Precise copying is required. Return the data below in full.

**RECORDS FOR THE TASK**
———

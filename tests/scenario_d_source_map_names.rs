use miniray::options::MinifyOptions;

#[test]
fn source_map_names_renamed_identifier_but_not_entry_point() {
    let source = "const longName = 42; @compute @workgroup_size(1) fn main() { let x = longName; }";
    let mut options = MinifyOptions::default();
    options.source_map = true;
    let result = miniray::minify(source, &options);

    assert!(result.errors.is_empty(), "{:?}", result.errors);
    let map = result.source_map.expect("source map requested");
    assert!(map.names.contains(&"longName".to_string()), "names: {:?}", map.names);
    assert!(!map.names.contains(&"main".to_string()), "entry point is never renamed, so it gets no name entry: {:?}", map.names);

    let mut prev_line = 0i64;
    for (line_idx, line) in map.mappings.split(';').enumerate() {
        if line.is_empty() {
            continue;
        }
        assert!(i64::try_from(line_idx).unwrap() >= prev_line);
        prev_line = i64::try_from(line_idx).unwrap();
    }
}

———

**EXERCISE RESPONSE**
filename tests/scenario_d_source_map_names.rs
use miniray::options::MinifyOptions;

#[test]
fn source_map_names_renamed_identifier_but_not_entry_point() {
    let source = "const longName = 42; @compute @workgroup_size(1) fn main() { let x = longName; }";
    let mut options = MinifyOptions::default();
    options.source_map = true;
    let result = miniray::minify(source, &options);

    assert!(result.errors.is_empty(), "{:?}", result.errors);
    let map = result.source_map.expect("source map requested");
    assert!(map.names.contains(&"longName".to_string()), "names: {:?}", map.names);
    assert!(!map.names.contains(&"main".to_string()), "entry point is never renamed, so it gets no name entry: {:?}", map.names);

    let mut prev_line = 0i64;
    for (line_idx, line) in map.mappings.split(';').enumerate() {
        if line.is_empty() {
            continue;
        }
        assert!(i64::try_from(line_idx).unwrap() >= prev_line);
        prev_line = i64::try_from(line_idx).unwrap();
    }
}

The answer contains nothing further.